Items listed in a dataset
_ _ _ _ _

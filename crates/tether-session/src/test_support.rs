//! Scripted transport and recorders shared by the unit tests.

use std::collections::VecDeque;
use std::sync::Arc;
use std::time::Duration;

use async_trait::async_trait;
use parking_lot::Mutex;
use serde_json::Value;

use crate::navigator::{LogoutReason, Navigator, SessionTerminator};
use crate::transport::{HttpRequest, HttpResponse, HttpTransport, TransportError};

type Reply = Result<HttpResponse, TransportError>;

struct Route {
    path: String,
    replies: VecDeque<Reply>,
    fallback: Option<Reply>,
}

/// Transport that answers from per-path queues and records every request.
///
/// The last reply queued for a path repeats once the queue drains.
#[derive(Clone, Default)]
pub struct ScriptedTransport {
    routes: Arc<Mutex<Vec<Route>>>,
    requests: Arc<Mutex<Vec<HttpRequest>>>,
    latency: Arc<Mutex<Option<Duration>>>,
}

impl ScriptedTransport {
    pub fn new() -> Self {
        Self::default()
    }

    /// Queue a JSON reply for requests whose path ends with `path`.
    pub fn reply(&self, path: &str, status: u16, body: Value) -> &Self {
        self.push(path, Ok(HttpResponse::new(status, body.to_string())))
    }

    /// Queue a transport failure.
    pub fn fail(&self, path: &str, error: TransportError) -> &Self {
        self.push(path, Err(error))
    }

    /// Delay every reply, to widen race windows.
    pub fn with_latency(&self, latency: Duration) -> &Self {
        *self.latency.lock() = Some(latency);
        self
    }

    fn push(&self, path: &str, reply: Reply) -> &Self {
        let mut routes = self.routes.lock();
        match routes.iter_mut().find(|r| r.path == path) {
            Some(route) => route.replies.push_back(reply),
            None => routes.push(Route {
                path: path.to_string(),
                replies: VecDeque::from([reply]),
                fallback: None,
            }),
        }
        self
    }

    /// Requests received so far.
    pub fn requests(&self) -> Vec<HttpRequest> {
        self.requests.lock().clone()
    }

    /// Number of requests whose path ends with `path`.
    pub fn count(&self, path: &str) -> usize {
        self.requests
            .lock()
            .iter()
            .filter(|r| r.url.path().ends_with(path))
            .count()
    }
}

#[async_trait]
impl HttpTransport for ScriptedTransport {
    async fn send(&self, request: HttpRequest) -> Result<HttpResponse, TransportError> {
        let path = request.url.path().to_string();
        self.requests.lock().push(request);

        let latency = *self.latency.lock();
        if let Some(latency) = latency {
            tokio::time::sleep(latency).await;
        }

        let mut routes = self.routes.lock();
        let Some(route) = routes.iter_mut().find(|r| path.ends_with(&r.path)) else {
            return Ok(HttpResponse::new(404, r#"{"message":"no route"}"#));
        };
        match route.replies.pop_front() {
            Some(reply) => {
                if route.replies.is_empty() {
                    route.fallback = Some(reply.clone());
                }
                reply
            }
            None => route
                .fallback
                .clone()
                .unwrap_or_else(|| Ok(HttpResponse::new(404, Vec::new()))),
        }
    }
}

/// Records logout reasons and redirects.
#[derive(Default)]
pub struct Recorder {
    pub reasons: Mutex<Vec<LogoutReason>>,
}

impl Recorder {
    pub fn new() -> Arc<Self> {
        Arc::new(Self::default())
    }

    pub fn reasons(&self) -> Vec<LogoutReason> {
        self.reasons.lock().clone()
    }
}

impl SessionTerminator for Recorder {
    fn force_logout(&self, reason: LogoutReason) {
        self.reasons.lock().push(reason);
    }
}

impl Navigator for Recorder {
    fn redirect_to_login(&self, reason: LogoutReason) {
        self.reasons.lock().push(reason);
    }
}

_ _ _ _ _

- [Requirement]: Look through the records for the word "count". Every line that has it should be copied.

- [Answer]:
    pub fn count(&self, path: &str) -> usize {
            .count()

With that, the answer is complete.